Allowable expenses reduce your taxable rental profit. The main ones are:
- Mortgage interest on the rented property (100% for residential lettings)
- Insurance, management fees, and letting agent costs
- Repairs, maintenance, and general upkeep
- Accountancy fees and certain pre-letting expenses
- Capital allowances on furnishings, written off over eight years
Mortgage interest and the RTB
You can deduct 100% of the interest on a loan used to purchase, improve, or repair a residential rental property, but only if the tenancy is registered with the Residential Tenancies Board (RTB). Skip the registration and you lose the relief.
The Rent Tax Credit
Separately, tenants paying for private rented accommodation can claim the Rent Tax Credit, which has been a valuable credit in recent years. If you rent your home, it is worth checking you are claiming it on your return.
Filing and deadlines
Rental income is reported on the self-assessment Form 11 (or Form 12 if it is small and you are otherwise PAYE), due by 31 October, or mid-November on ROS. Keep records of rent and every expense for six years.
Non-resident landlords
If you live abroad and rent out an Irish property, special rules apply to how tax is collected, often through your tenant or a collection agent. We handle a number of non-resident landlords and manage this for them.

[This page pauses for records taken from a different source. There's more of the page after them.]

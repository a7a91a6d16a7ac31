//! Work queues - the contract a [`Dispatcher`](crate::dispatch::Dispatcher)
//! drains, and the durable local queue that implements it.
//!
//! ```ignore
//! let queue = DurableQueue::open("/var/lib/app/outbox", StoreOptions::default())?;
//! queue.enqueue(&order_placed)?;
//!
//! if let WorkItem::Ready(pending) = queue.try_dequeue()? {
//!     publish(pending.item())?;
//!     pending.commit()?; // dropping `pending` instead puts it back
//! }
//! ```

mod durable;
mod error;
mod single_flight;
mod work_item;
mod work_queue;

pub use durable::{DurableQueue, Record, TypedQueue, DEAD_LETTER_DIR};
pub use error::QueueError;
pub use work_item::{Pending, Resolution, WorkItem};
pub use work_queue::WorkQueue;
//! Store-and-forward sender.
//!
//! `send` only appends to a local durable queue. A single-worker dispatcher
//! publishes queued messages in order; a message whose publish attempts are
//! all exhausted is put back and retried after a backoff, never dropped.

use std::sync::Arc;
use std::time::Duration;

use parking_lot::Mutex;
use serde::{Deserialize, Serialize};
use tracing::{info, warn};

use super::error::SendError;
use super::retry::{publish_with_retry, DEFAULT_PUBLISH_ATTEMPTS};
use super::sender::{resolve_endpoint, Sender};
use crate::broker::Broker;
use crate::dispatch::{DispatchStats, Dispatcher, DispatcherHandle, HandlerError};
use crate::hooks::HookRegistry;
use crate::message::{AnyMessage, Codec, Envelope, EnvelopeError};
use crate::queue::{DurableQueue, Record, WorkQueue};
use crate::store::{DurableStore, FileStore};

const DEFAULT_DRAIN_TIMEOUT: Duration = Duration::from_secs(30);
/// Drain allowed when dropped without `shutdown`. Whatever is left stays on
/// disk for the next start.
const DROP_DRAIN_TIMEOUT: Duration = Duration::from_millis(250);

/// A buffered message with the endpoint it is bound for.
#[derive(Debug, Clone, PartialEq, Eq)]
pub struct Outbound {
    pub endpoint: String,
    pub envelope: Envelope,
}

#[derive(Serialize, Deserialize)]
struct OutboundRecord {
    endpoint: String,
    envelope: String,
}

impl Record for Outbound {
    fn to_record(&self) -> Result<Vec<u8>, EnvelopeError> {
        let record = OutboundRecord {
            endpoint: self.endpoint.clone(),
            envelope: self.envelope.to_string(),
        };
        Ok(serde_json::to_vec(&record)?)
    }

    fn from_record(bytes: &[u8]) -> Result<Self, EnvelopeError> {
        let record: OutboundRecord = serde_json::from_slice(bytes)?;
        Ok(Outbound {
            endpoint: record.endpoint,
            envelope: Envelope::parse(&record.envelope)?,
        })
    }
}

/// Tuning for a [`BufferedSender`].
#[derive(Debug, Clone, Copy, PartialEq, Eq)]
pub struct BufferSettings {
    pub codec: Codec,
    pub publish_attempts: usize,
    /// How long shutdown waits for the buffer to empty.
    pub drain_timeout: Duration,
}

impl Default for BufferSettings {
    fn default() -> Self {
        Self {
            codec: Codec::default(),
            publish_attempts: DEFAULT_PUBLISH_ATTEMPTS,
            drain_timeout: DEFAULT_DRAIN_TIMEOUT,
        }
    }
}

type OutboundQueue<S> = DurableQueue<Outbound, S>;

/// Sender that persists locally and forwards to the broker in the background.
pub struct BufferedSender<S: DurableStore + 'static = FileStore> {
    queue: Arc<OutboundQueue<S>>,
    dispatcher: Mutex<Option<DispatcherHandle<OutboundQueue<S>>>>,
    hooks: HookRegistry,
    settings: BufferSettings,
}

impl<S: DurableStore + 'static> BufferedSender<S> {
    pub fn new(queue: OutboundQueue<S>, broker: Arc<dyn Broker>, hooks: HookRegistry) -> Self {
        Self::with_settings(queue, broker, hooks, BufferSettings::default())
    }

    /// Start forwarding from `queue`. Attach a backoff to the queue to pace
    /// retries while the broker is down.
    pub fn with_settings(
        queue: OutboundQueue<S>,
        broker: Arc<dyn Broker>,
        hooks: HookRegistry,
        settings: BufferSettings,
    ) -> Self {
        let queue = Arc::new(queue);
        let attempts = settings.publish_attempts.max(1);

        // One worker keeps publishes in enqueue order.
        let dispatcher = Dispatcher::new(Arc::clone(&queue), move |outbound: &Outbound| {
            publish_with_retry(broker.as_ref(), &outbound.endpoint, &outbound.envelope, attempts)
                .map_err(HandlerError::from)
        })
        .with_max_in_flight(1)
        .with_name("outbound")
        .start();

        Self {
            queue,
            dispatcher: Mutex::new(Some(dispatcher)),
            hooks,
            settings,
        }
    }

    /// Messages waiting to be forwarded, including one being published.
    pub fn pending(&self) -> usize {
        self.queue.len()
    }

    /// Wait up to `timeout` for the buffer to drain, stop forwarding and
    /// close the store. Anything left stays on disk for the next start.
    pub fn shutdown_with_stats(&self, timeout: Duration) -> Result<Option<DispatchStats>, SendError> {
        let stats = self
            .dispatcher
            .lock()
            .take()
            .map(|dispatcher| dispatcher.drain_and_stop(timeout));
        self.queue.close()?;
        if let Some(stats) = &stats {
            info!(
                published = stats.handled,
                left_behind = stats.left_behind,
                "buffered sender shut down"
            );
        }
        Ok(stats)
    }
}

impl<S: DurableStore + 'static> Sender for BufferedSender<S> {
    fn send_routed(&self, message: &dyn AnyMessage, routing_key: &str) -> Result<(), SendError> {
        let envelope = Envelope::seal(message, self.settings.codec)?;
        let outbound = Outbound {
            endpoint: resolve_endpoint(message.type_name(), routing_key).to_string(),
            envelope,
        };
        self.queue.enqueue_record(&outbound)?;
        self.hooks.notify_sent(message);
        Ok(())
    }

    fn shutdown(&self, timeout: Duration) -> Result<(), SendError> {
        self.shutdown_with_stats(timeout).map(|_| ())
    }
}

impl<S: DurableStore + 'static> Drop for BufferedSender<S> {
    fn drop(&mut self) {
        let timeout = self.settings.drain_timeout.min(DROP_DRAIN_TIMEOUT);
        if let Err(err) = self.shutdown_with_stats(timeout) {
            warn!(error = %err, "buffered sender did not shut down cleanly");
        }
    }
}
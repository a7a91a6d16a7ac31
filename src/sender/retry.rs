use tracing::{debug, warn};

use crate::broker::{Broker, BrokerError};
use crate::message::Envelope;

/// Attempts per publish before giving up.
pub const DEFAULT_PUBLISH_ATTEMPTS: usize = 5;

/// Publish with up to `attempts` tries, stopping at the first success.
/// Returns the last error when every try fails.
pub(crate) fn publish_with_retry(
    broker: &dyn Broker,
    endpoint: &str,
    envelope: &Envelope,
    attempts: usize,
) -> Result<(), BrokerError> {
    let attempts = attempts.max(1);
    let mut attempt = 1;
    loop {
        match broker.publish(endpoint, envelope) {
            Ok(()) => {
                debug!(endpoint, attempt, message_type = envelope.type_name(), "published");
                return Ok(());
            }
            Err(err) if attempt < attempts => {
                warn!(endpoint, attempt, error = %err, "publish failed, retrying");
                attempt += 1;
            }
            Err(err) => {
                warn!(endpoint, attempt, error = %err, "publish failed, giving up");
                return Err(err);
            }
        }
    }
}
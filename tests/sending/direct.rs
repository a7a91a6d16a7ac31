//! Direct mode: publish inside `send`, bounded retries.

use std::sync::Arc;

use durable_bus::broker::{Broker, BrokerErrorKind, InMemoryBroker};
use durable_bus::sender::{DirectSender, SendError, Sender, DEFAULT_PUBLISH_ATTEMPTS};
use durable_bus::HookRegistry;

use crate::support::{init_tracing, invoice, number_of};

// ============================================================================
// Test 1: A broker that never accepts gets exactly five attempts
// ============================================================================

#[test]
fn gives_up_after_five_attempts() {
    init_tracing();
    let broker = InMemoryBroker::new();
    broker.fail_next_publishes(100);
    let sender = DirectSender::new(Arc::new(broker.clone()), HookRegistry::new());

    let err = sender.send(&invoice(1)).unwrap_err();

    assert_eq!(DEFAULT_PUBLISH_ATTEMPTS, 5);
    assert_eq!(broker.publish_attempts(), 5);
    match err {
        SendError::Exhausted { attempts, source } => {
            assert_eq!(attempts, 5);
            assert_eq!(source.kind(), BrokerErrorKind::Transport);
        }
        other => panic!("expected Exhausted, got {other:?}"),
    }
    assert!(broker.published().is_empty());
}

// ============================================================================
// Test 2: Success on attempt k stops retrying at k
// ============================================================================

#[test]
fn stops_at_first_successful_attempt() {
    for k in 1..=5 {
        let broker = InMemoryBroker::new();
        broker.fail_next_publishes(k - 1);
        let sender = DirectSender::new(Arc::new(broker.clone()), HookRegistry::new());

        sender.send(&invoice(k as u32)).unwrap();

        assert_eq!(broker.publish_attempts(), k, "attempts when succeeding on try {k}");
        assert_eq!(broker.published().len(), 1);
    }
}

// ============================================================================
// Test 3: Routing key picks the endpoint, type name is the default
// ============================================================================

#[test]
fn routing_key_overrides_type_endpoint() {
    let broker = InMemoryBroker::new();
    broker.create_destination("Billing.Invoice", "ledger").unwrap();
    broker.create_destination("Billing.Invoice", "audit").unwrap();
    let sender = DirectSender::new(Arc::new(broker.clone()), HookRegistry::new());

    sender.send(&invoice(1)).unwrap();
    sender.send_routed(&invoice(2), "audit").unwrap();

    let published = broker.published();
    assert_eq!(published[0].0, "Billing.Invoice");
    assert_eq!(published[1].0, "audit");
    assert_eq!(broker.destination_len("ledger"), 1);
    assert_eq!(broker.destination_len("audit"), 2);

    let delivery = broker.try_receive("ledger").unwrap().unwrap();
    assert_eq!(number_of(&delivery.envelope), 1);
}

// ============================================================================
// Test 4: Configured attempt count is honoured
// ============================================================================

#[test]
fn configured_attempts_are_used() {
    let broker = InMemoryBroker::new();
    broker.fail_next_publishes(100);
    let sender = DirectSender::new(Arc::new(broker.clone()), HookRegistry::new()).with_publish_attempts(2);

    assert!(sender.send(&invoice(1)).is_err());
    assert_eq!(broker.publish_attempts(), 2);
}
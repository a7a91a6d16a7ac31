use super::error::QueueError;
use super::work_item::WorkItem;

/// A source of work items a dispatcher can drain.
///
/// `ready` may block for a bounded time; the dispatcher calls it between
/// empty dequeues. The handler signals let a queue drive its own backoff.
pub trait WorkQueue: Send + Sync {
    type Item: Send + 'static;

    /// Take the next item without blocking. `Empty` when there is nothing to
    /// hand out or another item from this queue is still outstanding.
    fn try_dequeue(&self) -> Result<WorkItem<Self::Item>, QueueError>;

    /// Best-effort count of waiting items.
    fn len(&self) -> usize;

    fn is_empty(&self) -> bool {
        self.len() == 0
    }

    /// Whether an item is likely available. May wait or back off first.
    fn ready(&self) -> bool;

    fn on_handler_failed(&self) {}

    fn on_handler_succeeded(&self) {}
}
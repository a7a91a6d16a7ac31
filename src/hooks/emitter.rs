use event_emitter_rs::EventEmitter;
use parking_lot::Mutex;
use serde::{Deserialize, Serialize};
use uuid::Uuid;

use super::hook::{EventHook, HookError};
use crate::message::AnyMessage;

/// Event name emitted for sent messages.
pub const SENT_EVENT: &str = "message.sent";
/// Event name emitted for received messages.
pub const RECEIVED_EVENT: &str = "message.received";

/// Payload handed to emitter listeners.
#[derive(Debug, Clone, PartialEq, Eq, Serialize, Deserialize)]
pub struct HookNotice {
    pub message_type: String,
    pub correlation_id: Uuid,
    pub endpoint: Option<String>,
}

/// Forwards notifications to an in-process [`EventEmitter`].
///
/// Listeners subscribe with `emitter.on(SENT_EVENT, |notice: HookNotice| ..)`.
/// The emitter runs each listener on its own thread.
pub struct EmitterHook {
    emitter: Mutex<EventEmitter>,
}

impl EmitterHook {
    pub fn new(emitter: EventEmitter) -> Self {
        Self {
            emitter: Mutex::new(emitter),
        }
    }

    fn emit(&self, event: &str, notice: HookNotice) {
        self.emitter.lock().emit(event, notice);
    }
}

impl EventHook for EmitterHook {
    fn message_sent(&self, message: &dyn AnyMessage) -> Result<(), HookError> {
        self.emit(
            SENT_EVENT,
            HookNotice {
                message_type: message.type_name().to_string(),
                correlation_id: message.correlation(),
                endpoint: None,
            },
        );
        Ok(())
    }

    fn message_received(&self, message: &dyn AnyMessage, endpoint: &str) -> Result<(), HookError> {
        self.emit(
            RECEIVED_EVENT,
            HookNotice {
                message_type: message.type_name().to_string(),
                correlation_id: message.correlation(),
                endpoint: Some(endpoint.to_string()),
            },
        );
        Ok(())
    }
}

Would you rather we just handled it?
Our income tax return service, on a fixed fee.
Landlords
Frequently asked questions
How much tax do landlords pay in Ireland?
Rental profit is taxed at your marginal income tax rate of 20% or 40%, plus USC and PRSI. Profit is rent received less allowable expenses, so what you actually pay depends on your costs and your other income.
Can landlords deduct mortgage interest?
Yes. You can deduct 100% of the interest on a loan used to buy, improve, or repair a residential rental property, provided the tenancy is registered with the RTB. Without RTB registration, the relief is lost.
What expenses can a landlord claim against rental income?
Mortgage interest, insurance, management and letting fees, repairs and maintenance, accountancy fees, and capital allowances on furniture written off over eight years. Personal or capital improvement costs are treated differently.
Do I have to register with the RTB?
Yes, residential tenancies must be registered with the Residential Tenancies Board, and registration is a condition of claiming mortgage interest relief. It also protects both landlord and tenant under the residential tenancies framework.
When is rental income tax due?
Rental income is declared on your annual return by 31 October, or mid-November if you file and pay on ROS. Preliminary tax for the following year is due at the same time. Confirm dates on revenue.ie.